Heavy physical labor is often repetitive, wears the body and lasts for several hours a day. On the contrast, leisure-time physical activity is designed to improve fitness and provide recreation and a typical exercise session lasts for one or two hours. Even though both are based on muscle activity and result in energy expenditure, their long-term consequences are different.

“A person doing heavy manual work may compensate for its detrimental effects by participating in brisk leisure-time physical activity,” says professor Taina Rantanen, the leader of the research group. “Mobility limitation is an important determinant of a person’s possibilities to participate in the society and to utilize community amenities. Current policy emphasizes the importance of promoting independent living among older people,” Rantanen adds.

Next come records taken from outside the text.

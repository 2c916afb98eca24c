//! Error types for schema, draw and analysis contract violations.

use chrono::NaiveDate;
use thiserror::Error;

/// Result type alias for engine operations
pub type Result<T> = std::result::Result<T, StatsError>;

/// Contract violations raised by the schema, the draw history and the engines.
///
/// An empty history is never an error: every engine returns zero-valued
/// results for it.
#[derive(Error, Debug, Clone, PartialEq)]
pub enum StatsError {
    /// Game configuration that cannot describe a real draw
    #[error("Invalid game schema: {0}")]
    InvalidSchema(String),

    /// A drawn number outside `[1, max]`
    #[error("Number {number} out of range [1-{max}] in draw of {date}")]
    OutOfRange { number: u8, max: u8, date: NaiveDate },

    /// A queried number outside its pool
    #[error("Number {number} is not in the pool [1-{max}]")]
    NumberOutOfPool { number: u8, max: u8 },

    /// Two draws sharing the same (date, draw time) key
    #[error("Duplicate draw {0}")]
    DuplicateDraw(String),

    /// Draw too large for combination enumeration
    #[error("Draw of {size} numbers exceeds the supported maximum of {max}")]
    DrawTooLarge { size: usize, max: usize },

    /// Strategy weights that are negative or do not sum to 1
    #[error("Invalid strategy weights: {0}")]
    InvalidWeights(String),

    /// Structurally invalid draw (wrong count, duplicates, bonus mismatch)
    #[error("Invalid draw of {date}: {reason}")]
    InvalidDraw { date: NaiveDate, reason: String },

    /// Draw time label that is not "H:MM AM/PM", or a schedule with no drawing
    #[error("Invalid draw time: {0}")]
    InvalidDrawTime(String),

    /// Unknown game slug
    #[error("Unknown game: {0}")]
    UnknownGame(String),

    /// Weighted sampling failure
    #[error("Sampling error: {0}")]
    Sampling(String),
}
use serde::Serialize;
use std::fmt;

use lottostats_db::error::Result;
use lottostats_db::models::{DrawHistory, Pool};

use crate::config::HotColdConfig;
use crate::frequency::{ensure_pool, tally};

#[derive(Debug, Clone, Copy, PartialEq, Eq, Serialize)]
#[serde(rename_all = "lowercase")]
pub enum Classification {
    Hot,
    Warm,
    Cold,
}

impl fmt::Display for Classification {
    fn fmt(&self, f: &mut fmt::Formatter<'_>) -> fmt::Result {
        match self {
            Classification::Hot => write!(f, "HOT"),
            Classification::Warm => write!(f, "WARM"),
            Classification::Cold => write!(f, "COLD"),
        }
    }
}

#[derive(Debug, Clone, PartialEq, Serialize)]
pub struct HotColdEntry {
    pub number: u8,
    pub score: f64,
    pub classification: Classification,
}

/// Momentum score over the recent, medium and all-time windows with the default weights.
pub fn calculate_hot_cold(history: &DrawHistory, max_number: u8, pool: Pool) -> Result<Vec<HotColdEntry>> {
    calculate_hot_cold_with(history, max_number, pool, &HotColdConfig::default())
}

pub fn calculate_hot_cold_with(
    history: &DrawHistory,
    max_number: u8,
    pool: Pool,
    config: &HotColdConfig,
) -> Result<Vec<HotColdEntry>> {
    ensure_pool(max_number)?;
    let size = max_number as usize;

    let windows = [
        (history.recent(config.recent_window), config.recent_weight),
        (history.recent(config.medium_window), config.medium_weight),
        (history.draws(), config.all_time_weight),
    ];

    let mut scores = vec![0.0f64; size];
    for (window, weight) in windows {
        if window.is_empty() {
            continue;
        }
        // Normalised by the window's own length so horizons are comparable
        let counts = tally(window, max_number, pool)?;
        let len = window.len() as f64;
        for (score, &count) in scores.iter_mut().zip(&counts) {
            *score += weight * count as f64 / len;
        }
    }

    let classes = classify(&scores, config.band);
    Ok((1..=max_number)
        .zip(scores)
        .zip(classes)
        .map(|((number, score), classification)| HotColdEntry {
            number,
            score,
            classification,
        })
        .collect())
}

/// Relative spread below which scores count as flat.
const FLAT_TOLERANCE: f64 = 1e-12;

/// Hot above `mean + band * std`, cold below `mean - band * std`, warm in between.
/// Flat scores are all warm.
fn classify(scores: &[f64], band: f64) -> Vec<Classification> {
    if scores.is_empty() {
        return Vec::new();
    }
    let n = scores.len() as f64;
    let mean = scores.iter().sum::<f64>() / n;
    let variance = scores.iter().map(|s| (s - mean).powi(2)).sum::<f64>() / n;
    let std_dev = variance.sqrt();
    // Rounding leaves a residue of a few ulps when every score is equal
    if std_dev <= FLAT_TOLERANCE * mean.abs().max(1.0) {
        return vec![Classification::Warm; scores.len()];
    }
    let margin = band * std_dev;

    scores
        .iter()
        .map(|&s| {
            if s > mean + margin {
                Classification::Hot
            } else if s < mean - margin {
                Classification::Cold
            } else {
                Classification::Warm
            }
        })
        .collect()
}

Mobility limitation was assessed five times and was based on a person’s ability to maintain and change body positions, carry and handle objects and walk and move. The baseline assessment took place in 1981 and the last assessment in 2009. When the results of the first and the last assessments were compared for people who continued in the study through the entire follow-up, the results were almost identical suggesting hardly any decline in mobility. However, when the latest available assessment results of those who died over the follow-up period were compared to their baseline assessment, a clear decline was observed. The unique feature of this study is that the same people were followed up several times over a long period of time. This method helps to better monitor long-term development, which would not be possible if assessments were made only at the beginning and the end of the test period. When only two assessments are available, what happens between them remains unknown.

“In long follow-up studies of older people it is necessary to take into account that some of the participants may die before the study ends. Only the healthiest and strongest participants are available for the follow-up assessments, which may lead to the underestimation of the age-related changes,” says Professor Rantanen.

The functional ability in old age is a result of processes which may have started already in midlife — some of them have supported the health of the person while others may have been detrimental to the health. The current research results suggest that a marked decline in mobility occurs only in the last years of life.

“Based on age only, we are not able to predict the health and mobility of a person. In other words, the distance from birth is a worse predictor of mobility than the distance to death,” Rantanen notes. The results were published in The Journal of the American Geriatrics Society in April 2014. The research was funded by the Academy of Finland.